Nadine poses at Plaza Botero near Parque de Berrío.

Nadine learns why the Colombian city lives up to its tourism slogan.

The title of this blog post is stolen from a tourism campaign promoting travel to Colombia but it couldn’t be more true.

Before coming to Medellin I was seriously apprehensive about living here for three months. Whenever I mentioned where I was going to someone, I would usually get a wince, a nervous smile or a jaw drop any cartoon character would envy. Naïve as I am, I was aware that Medellin has some problems. However, that should not lead anyone to discount this place completely! I have been living in Medellin for 10 days now and I can honestly say that I’m falling in love with this city.

So, what should you know about Medellin?

1. Paisas are very welcoming, kind and alarmingly polite people. Please and thank you are probably the most useful Spanish phrases I learned before coming here. In the classroom, students have asked me what I had heard about Medellin and Colombia before arriving. Usually I lie—either to save myself embarrassment (for ever thinking badly of this place) or to spare their feelings.

2. Foreigners are not in constant danger of being kidnapped, mugged, killed or any combination of the three. Sure, there is crime in this city, but there is in every city. If you act appropriately, you should have no problems. Personally I avoid wearing anything flashy and expensive when I go to the centre (downtown) and I avoid wandering around at night alone.

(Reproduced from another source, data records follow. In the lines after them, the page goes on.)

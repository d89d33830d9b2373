//! In-memory checkpointer (MemorySaver). Not persistent; for dev and tests.
//!
//! Keeps the same three tables a durable backend has (checkpoints, blobs, writes)
//! so the put/put_writes/get semantics are identical to `SqliteSaver`.

use std::collections::{BTreeMap, HashMap};
use std::sync::Arc;

use async_trait::async_trait;
use futures::StreamExt;
use serde_json::Value;
use tokio::sync::RwLock;

use crate::memory::checkpoint::{
    writes_idx_map, ChannelVersions, Checkpoint, CheckpointMetadata, CheckpointTuple, ListOptions,
    PendingWrite, TASKS,
};
use crate::memory::checkpointer::{
    checkpoint_id_required, thread_id_required, CheckpointError, CheckpointStream, Checkpointer,
};
use crate::memory::config::RunnableConfig;
use crate::memory::serializer::{JsonSerializer, TypedData, TypedSerializer};

/// (thread_id, checkpoint_ns)
type ThreadKey = (String, String);

struct CheckpointRow {
    checkpoint: Checkpoint,
    metadata: Value,
    parent_id: Option<String>,
}

struct WriteRow {
    channel: String,
    data: TypedData,
}

#[derive(Default)]
struct Tables {
    /// Per thread: checkpoint id -> row. BTreeMap keeps ids sorted.
    checkpoints: HashMap<ThreadKey, BTreeMap<String, CheckpointRow>>,
    /// (thread, ns, channel, version) -> blob.
    blobs: HashMap<(String, String, String, String), TypedData>,
    /// Per thread: (checkpoint_id, task_id, idx) -> write.
    writes: HashMap<ThreadKey, BTreeMap<(String, String, i64), WriteRow>>,
}

/// In-memory checkpointer. Clones share the same tables.
///
/// **Interaction**: Used as `Arc<dyn Checkpointer>` in `StateGraph::compile_with_checkpointer`.
#[derive(Clone)]
pub struct MemorySaver {
    tables: Arc<RwLock<Tables>>,
    serializer: Arc<dyn TypedSerializer>,
    writable: bool,
}

impl MemorySaver {
    pub fn new() -> Self {
        Self {
            tables: Arc::new(RwLock::new(Tables::default())),
            serializer: Arc::new(JsonSerializer),
            writable: true,
        }
    }

    /// Handle over the same tables on which `put` and `put_writes` fail with `ReadOnly`.
    pub fn read_only(&self) -> Self {
        Self {
            writable: false,
            ..self.clone()
        }
    }

    fn ensure_writable(&self) -> Result<(), CheckpointError> {
        if self.writable {
            Ok(())
        } else {
            Err(CheckpointError::ReadOnly)
        }
    }

    fn key(config: &RunnableConfig) -> Result<ThreadKey, CheckpointError> {
        Ok((thread_id_required(config)?, config.checkpoint_ns.clone()))
    }

    fn hydrate(
        &self,
        tables: &Tables,
        key: &ThreadKey,
        checkpoint_id: &str,
        row: &CheckpointRow,
    ) -> Result<CheckpointTuple, CheckpointError> {
        let mut checkpoint = row.checkpoint.clone();
        for (channel, version) in &row.checkpoint.channel_versions {
            let blob_key = (key.0.clone(), key.1.clone(), channel.clone(), version.clone());
            if let Some(blob) = tables.blobs.get(&blob_key) {
                if let Some(value) = self.serializer.loads_typed(blob)? {
                    checkpoint.channel_values.insert(channel.clone(), value);
                }
            }
        }

        let mut pending_writes = Vec::new();
        let mut pending_sends = Vec::new();
        if let Some(writes) = tables.writes.get(key) {
            for ((cp, task_id, _), w) in writes.iter() {
                if cp == checkpoint_id {
                    pending_writes.push(PendingWrite {
                        task_id: task_id.clone(),
                        channel: w.channel.clone(),
                        value: self.serializer.loads_typed(&w.data)?.unwrap_or(Value::Null),
                    });
                }
            }
            if let Some(parent) = &row.parent_id {
                let mut sends: Vec<(i64, &WriteRow)> = writes
                    .iter()
                    .filter(|((cp, _, _), w)| cp == parent && w.channel == TASKS)
                    .map(|((_, _, idx), w)| (*idx, w))
                    .collect();
                sends.sort_by_key(|(idx, _)| *idx);
                for (_, w) in sends {
                    if let Some(v) = self.serializer.loads_typed(&w.data)? {
                        pending_sends.push(v);
                    }
                }
            }
        }
        checkpoint.pending_sends = pending_sends;

        let config = RunnableConfig {
            thread_id: Some(key.0.clone()),
            checkpoint_ns: key.1.clone(),
            checkpoint_id: Some(checkpoint_id.to_string()),
        };
        let parent_config = row
            .parent_id
            .as_ref()
            .map(|p| config.clone().with_checkpoint_id(p.clone()));
        Ok(CheckpointTuple {
            config,
            checkpoint,
            metadata: CheckpointMetadata::from_value(row.metadata.clone())?,
            parent_config,
            pending_writes,
        })
    }
}

impl Default for MemorySaver {
    fn default() -> Self {
        Self::new()
    }
}

#[async_trait]
impl Checkpointer for MemorySaver {
    async fn get_tuple(
        &self,
        config: &RunnableConfig,
    ) -> Result<Option<CheckpointTuple>, CheckpointError> {
        let key = Self::key(config)?;
        let tables = self.tables.read().await;
        let Some(rows) = tables.checkpoints.get(&key) else {
            return Ok(None);
        };
        let found = match &config.checkpoint_id {
            Some(id) => rows.get_key_value(id.as_str()),
            None => rows.iter().next_back(),
        };
        match found {
            Some((id, row)) => self.hydrate(&tables, &key, id, row).map(Some),
            None => Ok(None),
        }
    }

    async fn put(
        &self,
        config: &RunnableConfig,
        checkpoint: &Checkpoint,
        metadata: &CheckpointMetadata,
        new_versions: &ChannelVersions,
    ) -> Result<RunnableConfig, CheckpointError> {
        self.ensure_writable()?;
        let key = Self::key(config)?;

        let mut blobs = Vec::with_capacity(new_versions.len());
        for (channel, version) in new_versions {
            let data = match checkpoint.channel_values.get(channel) {
                Some(v) => self.serializer.dumps_typed(v)?,
                None => TypedData::empty(),
            };
            blobs.push((channel.clone(), version.clone(), data));
        }
        let metadata = metadata.to_sanitized_value()?;

        let mut tables = self.tables.write().await;
        for (channel, version, data) in blobs {
            tables
                .blobs
                .entry((key.0.clone(), key.1.clone(), channel, version))
                .or_insert(data);
        }
        let rows = tables.checkpoints.entry(key.clone()).or_default();
        match rows.get_mut(&checkpoint.id) {
            Some(existing) => {
                existing.checkpoint = checkpoint.without_values();
                existing.metadata = metadata;
            }
            None => {
                rows.insert(
                    checkpoint.id.clone(),
                    CheckpointRow {
                        checkpoint: checkpoint.without_values(),
                        metadata,
                        parent_id: config.checkpoint_id.clone(),
                    },
                );
            }
        }

        Ok(RunnableConfig {
            thread_id: Some(key.0),
            checkpoint_ns: key.1,
            checkpoint_id: Some(checkpoint.id.clone()),
        })
    }

    async fn put_writes(
        &self,
        config: &RunnableConfig,
        writes: &[(String, Value)],
        task_id: &str,
    ) -> Result<(), CheckpointError> {
        self.ensure_writable()?;
        let key = Self::key(config)?;
        let checkpoint_id = checkpoint_id_required(config)?;

        let mut rows = Vec::with_capacity(writes.len());
        for (idx, (channel, value)) in writes.iter().enumerate() {
            let data = self.serializer.dumps_typed(value)?;
            rows.push((channel.clone(), idx as i64, data));
        }

        let mut tables = self.tables.write().await;
        let table = tables.writes.entry(key).or_default();
        for (channel, idx, data) in rows {
            let reserved_idx = writes_idx_map(&channel);
            let row_key = (
                checkpoint_id.clone(),
                task_id.to_string(),
                reserved_idx.unwrap_or(idx),
            );
            let row = WriteRow { channel, data };
            if reserved_idx.is_some() {
                table.insert(row_key, row);
            } else {
                table.entry(row_key).or_insert(row);
            }
        }
        Ok(())
    }

    async fn list<'a>(
        &'a self,
        config: &RunnableConfig,
        options: ListOptions,
    ) -> Result<CheckpointStream<'a>, CheckpointError> {
        let key = Self::key(config)?;
        let ids: Vec<String> = {
            let tables = self.tables.read().await;
            match tables.checkpoints.get(&key) {
                Some(rows) => rows
                    .iter()
                    .rev()
                    .filter(|(id, _)| {
                        config.checkpoint_id.as_deref().map_or(true, |want| want == id.as_str())
                    })
                    .filter(|(id, row)| options.accepts(id, &row.metadata))
                    .take(options.effective_limit())
                    .map(|(id, _)| id.clone())
                    .collect(),
                None => Vec::new(),
            }
        };
        let base = config.latest();
        let stream = futures::stream::iter(ids)
            .then(move |id| {
                let cfg = base.clone().with_checkpoint_id(id);
                async move { self.get_tuple(&cfg).await }
            })
            .filter_map(|r| async move { r.transpose() });
        Ok(stream.boxed())
    }
}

3. This is a modern metropolis. The public plazas, the metro (perhaps the tidiest I’ve ever seen?) and newly built urban spaces rival anything I’ve seen back home. Oh, and the tap water is drinkable too! You can find any sort of service or diversion you could wish for. There is no lack of shops, museums, old churches, restaurants, bars, clubs and parks. So far I have really enjoyed visiting the Parque de los Pies Descalzos (The Barefoot Park) and La Plaza Botero. Next I hope to visit the Museum of Antioquia and the Botanical Gardens. Some of my housemates recently went paragliding but I didn’t have the nerve to go with them.

4. One thing I simply cannot get over is the fact that city buses here have turnstiles; I don’t really understand their purpose yet.

5. For a place so well known for it’s coffee it is incredibly hard to find a decent cup of it on the street. Luckily another housemate introduced me to the lovely Pergamino Café. It is well worth the 20 to 30 minute journey we take to get there.

In short: Medellin is well worth a visit. If you get the opportunity to go take it! You may regret it later if you don’t.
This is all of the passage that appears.